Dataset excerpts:
* * * * * * *

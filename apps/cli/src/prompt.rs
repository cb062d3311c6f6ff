//! Sources of run configuration: command-line arguments or terminal prompts

use console::style;
use dialoguer::{Input, Password};
use modelgrab_core::{ConfigSource, FetchError};
use modelgrab_types::Settings;
use std::path::PathBuf;

/// Run inputs already collected by clap (flags and environment)
pub struct ArgsSource {
    pub token: Option<String>,
    pub username: String,
    pub output: Option<PathBuf>,
    pub licenses: Vec<String>,
}

impl ConfigSource for ArgsSource {
    fn api_token(&self) -> Result<Option<String>, FetchError> {
        Ok(self.token.clone())
    }

    fn username(&self) -> Result<String, FetchError> {
        Ok(self.username.clone())
    }

    fn output_dir(&self) -> Result<Option<PathBuf>, FetchError> {
        Ok(self.output.clone())
    }

    fn licenses(&self) -> Result<Option<Vec<String>>, FetchError> {
        if self.licenses.is_empty() {
            Ok(None)
        } else {
            Ok(Some(self.licenses.clone()))
        }
    }
}

/// Asks for each input on the terminal.
///
/// The license filter is not prompted for; the settings default applies.
pub struct PromptSource {
    default_output: PathBuf,
}

impl PromptSource {
    pub fn new(settings: &Settings) -> Self {
        Self {
            default_output: settings.default_output_dir.clone(),
        }
    }
}

fn prompt_error(e: dialoguer::Error) -> FetchError {
    FetchError::Config(format!("could not read input: {}", e))
}

impl ConfigSource for PromptSource {
    fn api_token(&self) -> Result<Option<String>, FetchError> {
        println!("To download models, you need an API token.");
        println!(
            "Get yours at: {}",
            style("https://sketchfab.com/settings/password").cyan()
        );
        println!();

        let token = Password::new()
            .with_prompt("Enter your API token")
            .allow_empty_password(true)
            .interact()
            .map_err(prompt_error)?;

        Ok(Some(token))
    }

    fn username(&self) -> Result<String, FetchError> {
        Input::<String>::new()
            .with_prompt("Enter username")
            .allow_empty(true)
            .interact_text()
            .map_err(prompt_error)
    }

    fn output_dir(&self) -> Result<Option<PathBuf>, FetchError> {
        let dir = Input::<String>::new()
            .with_prompt(format!(
                "Enter output directory (default: {})",
                self.default_output.display()
            ))
            .allow_empty(true)
            .interact_text()
            .map_err(prompt_error)?;

        let dir = dir.trim();
        Ok((!dir.is_empty()).then(|| PathBuf::from(dir)))
    }
}

#[cfg(test)]
mod tests {
    use super::*;
    use modelgrab_core::{resolve_run_config, LicenseFilter};

    #[test]
    fn test_args_source_without_token_is_rejected() {
        let source = ArgsSource {
            token: None,
            username: "artist".to_string(),
            output: None,
            licenses: vec![],
        };
        let err = resolve_run_config(&source, &Settings::default()).unwrap_err();
        assert!(matches!(err, FetchError::Config(_)));
    }

    #[test]
    fn test_args_source_licenses_fall_back_to_settings() {
        let settings = Settings {
            licenses: vec!["cc0".to_string()],
            ..Default::default()
        };
        let source = ArgsSource {
            token: Some("t".to_string()),
            username: "artist".to_string(),
            output: Some(PathBuf::from("models")),
            licenses: vec![],
        };

        let config = resolve_run_config(&source, &settings).unwrap();
        assert_eq!(config.licenses, LicenseFilter::new(["cc0"]));
        assert_eq!(config.account_dir(), PathBuf::from("models").join("artist"));
    }

    #[test]
    fn test_args_source_explicit_licenses() {
        let source = ArgsSource {
            token: Some("t".to_string()),
            username: "artist".to_string(),
            output: None,
            licenses: vec!["BY".to_string(), "Standard".to_string()],
        };

        let config = resolve_run_config(&source, &Settings::default()).unwrap();
        assert_eq!(config.licenses.to_string(), "BY, STANDARD");
    }
}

* * * * * * *

**WHAT YOU WILL DO**
Keeping every line exactly as it is, retype the entries shown above.

**EXERCISE SOLUTION**
filename apps/cli/src/prompt.rs
repository cb062d3311c6f6ff
//! Sources of run configuration: command-line arguments or terminal prompts

use console::style;
use dialoguer::{Input, Password};
use modelgrab_core::{ConfigSource, FetchError};
use modelgrab_types::Settings;
use std::path::PathBuf;

/// Run inputs already collected by clap (flags and environment)
pub struct ArgsSource {
    pub token: Option<String>,
    pub username: String,
    pub output: Option<PathBuf>,
    pub licenses: Vec<String>,
}

impl ConfigSource for ArgsSource {
    fn api_token(&self) -> Result<Option<String>, FetchError> {
        Ok(self.token.clone())
    }

    fn username(&self) -> Result<String, FetchError> {
        Ok(self.username.clone())
    }

    fn output_dir(&self) -> Result<Option<PathBuf>, FetchError> {
        Ok(self.output.clone())
    }

    fn licenses(&self) -> Result<Option<Vec<String>>, FetchError> {
        if self.licenses.is_empty() {
            Ok(None)
        } else {
            Ok(Some(self.licenses.clone()))
        }
    }
}

/// Asks for each input on the terminal.
///
/// The license filter is not prompted for; the settings default applies.
pub struct PromptSource {
    default_output: PathBuf,
}

impl PromptSource {
    pub fn new(settings: &Settings) -> Self {
        Self {
            default_output: settings.default_output_dir.clone(),
        }
    }
}

fn prompt_error(e: dialoguer::Error) -> FetchError {
    FetchError::Config(format!("could not read input: {}", e))
}

impl ConfigSource for PromptSource {
    fn api_token(&self) -> Result<Option<String>, FetchError> {
        println!("To download models, you need an API token.");
        println!(
            "Get yours at: {}",
            style("https://sketchfab.com/settings/password").cyan()
        );
        println!();

        let token = Password::new()
            .with_prompt("Enter your API token")
            .allow_empty_password(true)
            .interact()
            .map_err(prompt_error)?;

        Ok(Some(token))
    }

    fn username(&self) -> Result<String, FetchError> {
        Input::<String>::new()
            .with_prompt("Enter username")
            .allow_empty(true)
            .interact_text()
            .map_err(prompt_error)
    }

    fn output_dir(&self) -> Result<Option<PathBuf>, FetchError> {
        let dir = Input::<String>::new()
            .with_prompt(format!(
                "Enter output directory (default: {})",
                self.default_output.display()
            ))
            .allow_empty(true)
            .interact_text()
            .map_err(prompt_error)?;

        let dir = dir.trim();
        Ok((!dir.is_empty()).then(|| PathBuf::from(dir)))
    }
}

#[cfg(test)]
mod tests {
    use super::*;
    use modelgrab_core::{resolve_run_config, LicenseFilter};

    #[test]
    fn test_args_source_without_token_is_rejected() {
        let source = ArgsSource {
            token: None,
            username: "artist".to_string(),
            output: None,
            licenses: vec![],
        };
        let err = resolve_run_config(&source, &Settings::default()).unwrap_err();
        assert!(matches!(err, FetchError::Config(_)));
    }

    #[test]
    fn test_args_source_licenses_fall_back_to_settings() {
        let settings = Settings {
            licenses: vec!["cc0".to_string()],
            ..Default::default()
        };
        let source = ArgsSource {
            token: Some("t".to_string()),
            username: "artist".to_string(),
            output: Some(PathBuf::from("models")),
            licenses: vec![],
        };

        let config = resolve_run_config(&source, &settings).unwrap();
        assert_eq!(config.licenses, LicenseFilter::new(["cc0"]));
        assert_eq!(config.account_dir(), PathBuf::from("models").join("artist"));
    }

    #[test]
    fn test_args_source_explicit_licenses() {
        let source = ArgsSource {
            token: Some("t".to_string()),
            username: "artist".to_string(),
            output: None,
            licenses: vec!["BY".to_string(), "Standard".to_string()],
        };

        let config = resolve_run_config(&source, &Settings::default()).unwrap();
        assert_eq!(config.licenses.to_string(), "BY, STANDARD");
    }
}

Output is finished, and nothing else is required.